Three years ago Anthonie Tonnon released Up Here For Dancing. Back then the ex-Dunedinite was operating under the name Tono and the Finance Company, but the name change doesn't really indicate much more than a streamlining of identity.
Successor is still an album mostly recorded by a band, still combines adventurous guitar sounds and keen drumming with elegant melodies and winsome lyrical ideas, and is still one of the most memorable albums you'll hear this year. Just as he did with songs like Marion Bates Realty (which seems even more incisive three years on), on Successor he still takes current social issues, news stories, personal anecdotes, and combines them with a strong literary interest and a wry perspective to create a surprisingly rocking album of poetic investigative journalism stories.

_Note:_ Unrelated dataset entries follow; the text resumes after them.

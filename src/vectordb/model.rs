use std::collections::HashMap;

use qdrant_client::qdrant::{ScoredPoint, Value};

/// Payload key holding the ground-truth record id.
pub const PAYLOAD_RECORD_ID: &str = "record_id";
/// Payload key holding the indexed brand text.
pub const PAYLOAD_BRAND_NAME: &str = "brand_name";

/// One hit as returned by the index, before blending.
///
/// A record found by only one of the two searches carries `0.0` for the other score.
#[derive(Debug, Clone, PartialEq)]
pub struct RawHit {
    pub record_id: String,
    /// Cosine similarity of the dense vectors.
    pub dense_score: f32,
    /// Dot product of the sparse vectors.
    pub sparse_score: f32,
    /// Indexed lexical text (the record's brand name).
    pub lexical_text: String,
}

impl RawHit {
    pub fn new(record_id: impl Into<String>, lexical_text: impl Into<String>) -> Self {
        Self {
            record_id: record_id.into(),
            dense_score: 0.0,
            sparse_score: 0.0,
            lexical_text: lexical_text.into(),
        }
    }

    pub fn with_scores(mut self, dense_score: f32, sparse_score: f32) -> Self {
        self.dense_score = dense_score;
        self.sparse_score = sparse_score;
        self
    }
}

pub(crate) fn payload_str(payload: &HashMap<String, Value>, key: &str) -> Option<String> {
    payload.get(key).and_then(|v| v.as_str()).cloned()
}

/// Extracts `(record_id, lexical_text, score)`; points without a record id are skipped.
pub(crate) fn scored_point_parts(point: &ScoredPoint) -> Option<(String, String, f32)> {
    let record_id = payload_str(&point.payload, PAYLOAD_RECORD_ID)?;
    let lexical_text = payload_str(&point.payload, PAYLOAD_BRAND_NAME).unwrap_or_default();
    Some((record_id, lexical_text, point.score))
}
//! Vector index integration (Qdrant).
//!
//! The index is queried only; collection lifecycle is managed elsewhere.

pub mod client;
pub mod error;
#[cfg(any(test, feature = "mock"))]
pub mod mock;
pub mod model;


pub use client::{DENSE_VECTOR_NAME, QdrantIndex, SPARSE_VECTOR_NAME, VectorIndex, merge_hits};
pub use error::VectorIndexError;
#[cfg(any(test, feature = "mock"))]
pub use mock::{IndexFault, MockVectorIndex, cosine_similarity};
pub use model::{PAYLOAD_BRAND_NAME, PAYLOAD_RECORD_ID, RawHit};
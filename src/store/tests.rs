use std::io::Write;

use super::*;

fn record(id: &str, brand: &str, generic: &str) -> MedicineRecord {
    MedicineRecord {
        id: id.to_string(),
        brand_name: brand.to_string(),
        generic_name: generic.to_string(),
        official_strength: "500 mg".to_string(),
        form: "tablet".to_string(),
        combination_flag: false,
    }
}

fn store() -> InMemoryGroundTruth {
    InMemoryGroundTruth::new([
        record("med-1", "Augmentin 625 Duo", "amoxicillin + clavulanic acid"),
        record("med-2", "Crocin", "paracetamol"),
        record("med-3", "Dolo 650", "paracetamol"),
    ])
    .with_prior("dr-1", "med-1")
}

#[tokio::test]
async fn test_lookup_record() {
    let store = store();

    let found = store.lookup_record("med-2").await.unwrap();
    assert_eq!(found.brand_name, "Crocin");

    let err = store.lookup_record("med-9").await.unwrap_err();
    assert!(matches!(err, StoreError::RecordNotFound { id } if id == "med-9"));
}

#[tokio::test]
async fn test_lookup_priors() {
    let store = store();

    let priors = store.lookup_priors("dr-1").await.unwrap();
    assert!(priors.contains("med-1"));

    assert!(store.lookup_priors("dr-unknown").await.unwrap().is_empty());
}

#[tokio::test]
async fn test_search_text_matches_brand_and_generic() {
    let store = store();

    let by_brand = store.search_text("AUGMENTIN", 10).await.unwrap();
    assert_eq!(by_brand.len(), 1);

    let by_generic = store.search_text("paracetamol", 10).await.unwrap();
    let ids: Vec<_> = by_generic.iter().map(|r| r.id.as_str()).collect();
    assert_eq!(ids, vec!["med-2", "med-3"]);

    assert_eq!(store.search_text("paracetamol", 1).await.unwrap().len(), 1);
    assert!(store.search_text("  ", 10).await.unwrap().is_empty());
}

#[test]
fn test_from_json_file() {
    let dir = tempfile::tempdir().unwrap();
    let path = dir.path().join("ground_truth.json");
    let mut file = std::fs::File::create(&path).unwrap();
    write!(
        file,
        r#"{{
            "records": [
                {{"id": "med-1", "brand_name": "Augmentin 625 Duo", "generic_name": "amoxicillin + clavulanic acid",
                  "official_strength": "500 mg + 125 mg", "form": "tablet", "combination_flag": true}}
            ],
            "prescriber_history": [{{"prescriber_id": "dr-1", "record_id": "med-1"}}]
        }}"#
    )
    .unwrap();

    let store = InMemoryGroundTruth::from_json_file(&path).unwrap();

    assert_eq!(store.len(), 1);
    assert!(store.records().all(|r| r.combination_flag));
}

#[test]
fn test_from_json_file_rejects_malformed() {
    let dir = tempfile::tempdir().unwrap();
    let path = dir.path().join("bad.json");
    std::fs::write(&path, r#"{"records": "nope"}"#).unwrap();

    let err = InMemoryGroundTruth::from_json_file(&path).unwrap_err();
    assert!(matches!(err, StoreError::Load { .. }));
}

#[test]
fn test_from_json_file_missing() {
    let err = InMemoryGroundTruth::from_json_file(Path::new("/nonexistent/gt.json")).unwrap_err();
    assert!(matches!(err, StoreError::Io(_)));
}

#[tokio::test]
async fn test_lookup_brand_matches_variant_stripped_key() {
    let store = store();

    let augmentin = store.lookup_brand("augmentin duo").await.unwrap();
    assert_eq!(augmentin.len(), 1);
    assert_eq!(augmentin[0].id, "med-1");

    let dolo = store.lookup_brand("Dolo").await.unwrap();
    assert_eq!(dolo[0].id, "med-3");

    assert!(store.lookup_brand("augmentin").await.unwrap().is_empty());
    assert!(store.lookup_brand(" ").await.unwrap().is_empty());
}
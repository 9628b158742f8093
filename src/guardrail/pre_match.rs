use crate::audit::{AuditEntry, GuardrailRule};
use crate::model::ExtractedMention;
use crate::normalize::{first_numeric_token, remove_token};

/// Separates a numeric variant token from the brand before retrieval.
///
/// The first whole-word number in the brand is moved into `variant` (an
/// explicitly extracted variant wins) and any extracted strength is discarded:
/// in brand names like "Augmentin 625" the number is a product variant, not a
/// dose. A brand with no number passes through untouched.
pub fn apply_pre_match(mention: &ExtractedMention) -> (ExtractedMention, Vec<AuditEntry>) {
    let Some(range) = first_numeric_token(&mention.brand) else {
        return (mention.clone(), Vec::new());
    };

    let token = &mention.brand[range.clone()];
    let stripped = remove_token(&mention.brand, range);

    let mut out = mention.clone();
    // A brand that is nothing but the number keeps its text.
    if !stripped.is_empty() {
        out.brand = stripped;
    }
    if out.variant.is_none() {
        out.variant = Some(token.to_string());
    }

    let mut entries = vec![AuditEntry::with_detail(
        GuardrailRule::VariantStripped,
        token,
    )];

    if out.strength.take().is_some() {
        entries.push(AuditEntry::new(GuardrailRule::StrengthCleared));
    }

    (out, entries)
}
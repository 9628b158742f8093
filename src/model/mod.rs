//! Domain types shared by every pipeline stage.
//!
//! - [`MedicineRecord`] is ground truth and is never mutated here.
//! - [`ExtractedMention`] is produced once by extraction and then rewritten
//!   copy-on-write by the normalizer and the pre-match guardrail.
//! - [`Candidate`] is an ephemeral retrieval result.
//! - [`MatchResult`] is the immutable outcome for one mention; it converts into
//!   the contractual wire shape ([`ProcessedMedicine`]).

pub mod candidate;
pub mod mention;
pub mod record;
pub mod response;
pub mod result;

pub use candidate::{Candidate, CandidateSource};
pub use mention::ExtractedMention;
pub use record::MedicineRecord;
pub use response::{ExtractionResponse, MatchedMedicine, ProcessedMedicine};
pub use result::{MatchResult, RiskTier};
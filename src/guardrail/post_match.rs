use tracing::debug;

use super::GuardrailError;
use crate::audit::{AuditEntry, GuardrailRule};
use crate::constants::{FORM_MISMATCH_PENALTY, VARIANT_ABSENT_PENALTY, VARIANT_MISMATCH_PENALTY};
use crate::model::{Candidate, ExtractedMention, MedicineRecord};
use crate::normalize::form_key;

/// Multiplicative penalties applied by the post-match rules.
#[derive(Debug, Clone, Copy, PartialEq)]
pub struct PostMatchPolicy {
    pub form_penalty: f32,
    /// Query variant differs from the record's brand variant.
    pub variant_mismatch_penalty: f32,
    /// Query carries a variant but the record's brand has none.
    pub variant_absent_penalty: f32,
}

impl Default for PostMatchPolicy {
    fn default() -> Self {
        Self {
            form_penalty: FORM_MISMATCH_PENALTY,
            variant_mismatch_penalty: VARIANT_MISMATCH_PENALTY,
            variant_absent_penalty: VARIANT_ABSENT_PENALTY,
        }
    }
}

/// State threaded through the post-match rules.
#[derive(Debug, Clone, PartialEq)]
pub struct PostMatchState {
    pub score: f32,
    pub combination_locked: bool,
    pub strength: Option<String>,
}

impl PostMatchState {
    pub fn new(score: f32) -> Self {
        Self {
            score,
            combination_locked: false,
            strength: None,
        }
    }
}

/// A pure post-match rule: same inputs, same state and entry.
pub type PostMatchRule = fn(
    PostMatchState,
    &ExtractedMention,
    &MedicineRecord,
    &PostMatchPolicy,
) -> (PostMatchState, Option<AuditEntry>);

/// Rules in evaluation order. Penalties compose multiplicatively, so the
/// order only matters for the audit trail.
pub const POST_MATCH_RULES: [PostMatchRule; 4] = [
    combination_lock,
    form_penalty,
    variant_penalty,
    strength_injection,
];

/// Result of running every post-match rule against the top candidate.
#[derive(Debug, Clone, PartialEq)]
pub struct PostMatchOutcome {
    /// Final score, clamped to `[0, 1]`.
    pub score: f32,
    pub combination_locked: bool,
    /// Ground-truth strength; never the extracted one.
    pub strength: String,
    pub entries: Vec<AuditEntry>,
}

pub fn combination_lock(
    mut state: PostMatchState,
    _mention: &ExtractedMention,
    record: &MedicineRecord,
    _policy: &PostMatchPolicy,
) -> (PostMatchState, Option<AuditEntry>) {
    if !record.combination_flag {
        return (state, None);
    }
    state.combination_locked = true;
    (state, Some(AuditEntry::new(GuardrailRule::CombinationLock)))
}

pub fn form_penalty(
    mut state: PostMatchState,
    mention: &ExtractedMention,
    record: &MedicineRecord,
    policy: &PostMatchPolicy,
) -> (PostMatchState, Option<AuditEntry>) {
    let Some(form) = mention.form.as_deref() else {
        return (state, None);
    };

    let extracted = form_key(form);
    let official = form_key(&record.form);
    if extracted == official {
        return (state, None);
    }

    state.score *= policy.form_penalty;
    let entry = AuditEntry::with_detail(
        GuardrailRule::FormPenalty,
        format!("extracted {extracted} vs official {official}"),
    );
    (state, Some(entry))
}

pub fn variant_penalty(
    mut state: PostMatchState,
    mention: &ExtractedMention,
    record: &MedicineRecord,
    policy: &PostMatchPolicy,
) -> (PostMatchState, Option<AuditEntry>) {
    let Some(query_variant) = mention.variant.as_deref() else {
        return (state, None);
    };

    let detail = match record.brand_variant() {
        Some(official) if official == query_variant => return (state, None),
        Some(official) => {
            state.score *= policy.variant_mismatch_penalty;
            format!("extracted {query_variant} vs official {official}")
        }
        None => {
            state.score *= policy.variant_absent_penalty;
            format!("extracted {query_variant} vs official none")
        }
    };

    (
        state,
        Some(AuditEntry::with_detail(
            GuardrailRule::VariantMismatchPenalty,
            detail,
        )),
    )
}

/// Always fires: the output strength is the ground-truth strength.
pub fn strength_injection(
    mut state: PostMatchState,
    _mention: &ExtractedMention,
    record: &MedicineRecord,
    _policy: &PostMatchPolicy,
) -> (PostMatchState, Option<AuditEntry>) {
    state.strength = Some(record.official_strength.clone());
    (state, Some(AuditEntry::new(GuardrailRule::StrengthInjection)))
}

/// Runs every post-match rule against the top-ranked candidate.
pub fn apply_post_match(
    mention: &ExtractedMention,
    top: &Candidate,
    policy: &PostMatchPolicy,
) -> Result<PostMatchOutcome, GuardrailError> {
    let record = &top.record;
    record.ensure_complete()?;

    let mut state = PostMatchState::new(top.combined_score);
    let mut entries = Vec::with_capacity(POST_MATCH_RULES.len());

    for rule in POST_MATCH_RULES {
        let (next, entry) = rule(state, mention, record, policy);
        state = next;
        entries.extend(entry);
    }

    let strength = state
        .strength
        .ok_or_else(|| GuardrailError::StrengthNotInjected {
            record_id: record.id.clone(),
        })?;

    let score = if state.score.is_nan() {
        0.0
    } else {
        state.score.clamp(0.0, 1.0)
    };

    debug!(
        record_id = %record.id,
        raw_score = top.combined_score,
        final_score = score,
        combination_locked = state.combination_locked,
        "Post-match rules applied"
    );

    Ok(PostMatchOutcome {
        score,
        combination_locked: state.combination_locked,
        strength,
        entries,
    })
}
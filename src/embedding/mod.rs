//! Dense and sparse query embeddings.
//!
//! Retrieval needs two views of the same query text: a dense vector for
//! semantic similarity and a sparse term vector for exact lexical overlap
//! (variant numbers in particular). [`HybridEmbedder`] is the seam; the
//! bundled [`HashingEmbedder`] is deterministic and needs no model files.

mod error;


use async_trait::async_trait;
use std::collections::BTreeMap;
use tracing::debug;

pub use error::EmbeddingError;

use crate::constants::DENSE_EMBEDDING_DIM;
use crate::hashing::{hash_to_u64, hash_token};

/// Sparse term-weight vector (indices are unique and ascending).
#[derive(Debug, Clone, Default, PartialEq)]
pub struct SparseVector {
    pub indices: Vec<u32>,
    pub values: Vec<f32>,
}

impl SparseVector {
    pub fn is_empty(&self) -> bool {
        self.indices.is_empty()
    }

    /// Dot product against another sparse vector.
    pub fn dot(&self, other: &SparseVector) -> f32 {
        let (mut i, mut j, mut sum) = (0, 0, 0.0);
        while i < self.indices.len() && j < other.indices.len() {
            match self.indices[i].cmp(&other.indices[j]) {
                std::cmp::Ordering::Less => i += 1,
                std::cmp::Ordering::Greater => j += 1,
                std::cmp::Ordering::Equal => {
                    sum += self.values[i] * other.values[j];
                    i += 1;
                    j += 1;
                }
            }
        }
        sum
    }
}

/// Produces both query embeddings for a text.
#[async_trait]
pub trait HybridEmbedder: Send + Sync {
    async fn dense_embed(&self, text: &str) -> Result<Vec<f32>, EmbeddingError>;

    async fn sparse_embed(&self, text: &str) -> Result<SparseVector, EmbeddingError>;
}

/// Lowercase alphanumeric tokens of `text`.
pub fn lexical_tokens(text: &str) -> impl Iterator<Item = String> + '_ {
    text.split(|c: char| !c.is_alphanumeric())
        .filter(|t| !t.is_empty())
        .map(str::to_lowercase)
}

/// Feature-hashing embedder.
///
/// Dense vectors hash character trigrams of each token into a fixed number of
/// buckets and are L2-normalized. Sparse vectors map each token to a BLAKE3
/// bucket weighted by term frequency.
#[derive(Debug, Clone)]
pub struct HashingEmbedder {
    dim: usize,
}

impl Default for HashingEmbedder {
    fn default() -> Self {
        Self {
            dim: DENSE_EMBEDDING_DIM,
        }
    }
}

impl HashingEmbedder {
    pub fn new(dim: usize) -> Result<Self, EmbeddingError> {
        if dim == 0 {
            return Err(EmbeddingError::InvalidDimension {
                expected: DENSE_EMBEDDING_DIM,
                actual: dim,
            });
        }
        Ok(Self { dim })
    }

    pub fn embedding_dim(&self) -> usize {
        self.dim
    }

    /// Synchronous dense embedding.
    pub fn embed_dense(&self, text: &str) -> Result<Vec<f32>, EmbeddingError> {
        let mut embedding = vec![0.0f32; self.dim];
        let mut features = 0usize;

        for token in lexical_tokens(text) {
            let padded: Vec<char> = format!("#{token}#").chars().collect();
            for gram in padded.windows(3) {
                let gram: String = gram.iter().collect();
                let h = hash_to_u64(gram.as_bytes());
                let bucket = (h % self.dim as u64) as usize;
                let sign = if h >> 63 == 0 { 1.0 } else { -1.0 };
                embedding[bucket] += sign;
                features += 1;
            }
        }

        if features == 0 {
            return Err(EmbeddingError::EmptyInput);
        }

        let norm: f32 = embedding.iter().map(|x| x * x).sum::<f32>().sqrt();
        if norm > 0.0 {
            for x in &mut embedding {
                *x /= norm;
            }
        }

        debug!(text_len = text.len(), features, "Generated dense embedding");
        Ok(embedding)
    }

    /// Synchronous sparse embedding.
    pub fn embed_sparse(&self, text: &str) -> Result<SparseVector, EmbeddingError> {
        let mut weights: BTreeMap<u32, f32> = BTreeMap::new();
        for token in lexical_tokens(text) {
            *weights.entry(hash_token(&token)).or_default() += 1.0;
        }

        if weights.is_empty() {
            return Err(EmbeddingError::EmptyInput);
        }

        let (indices, values) = weights.into_iter().unzip();
        Ok(SparseVector { indices, values })
    }
}

#[async_trait]
impl HybridEmbedder for HashingEmbedder {
    async fn dense_embed(&self, text: &str) -> Result<Vec<f32>, EmbeddingError> {
        self.embed_dense(text)
    }

    async fn sparse_embed(&self, text: &str) -> Result<SparseVector, EmbeddingError> {
        self.embed_sparse(text)
    }
}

As a part-time radio and print journalist himself, Tonnon has successfully turned his fascinations with the stories of others into masterful musical miniatures. The songs may have unusual structure, but they each have a well-crafted arc and an emotional resonance. And often that's due to his distinctive croon - Tonnon's voice has benefited from months of touring in the US and has a truthful strength.
The Songs Of Your Youth is triumphant, Water Underground is groovily cynical, and Bird Brains takes the Flying Nun sound and twists it in a new direction.
It's rare to hear an album so singular, and yet so engaging.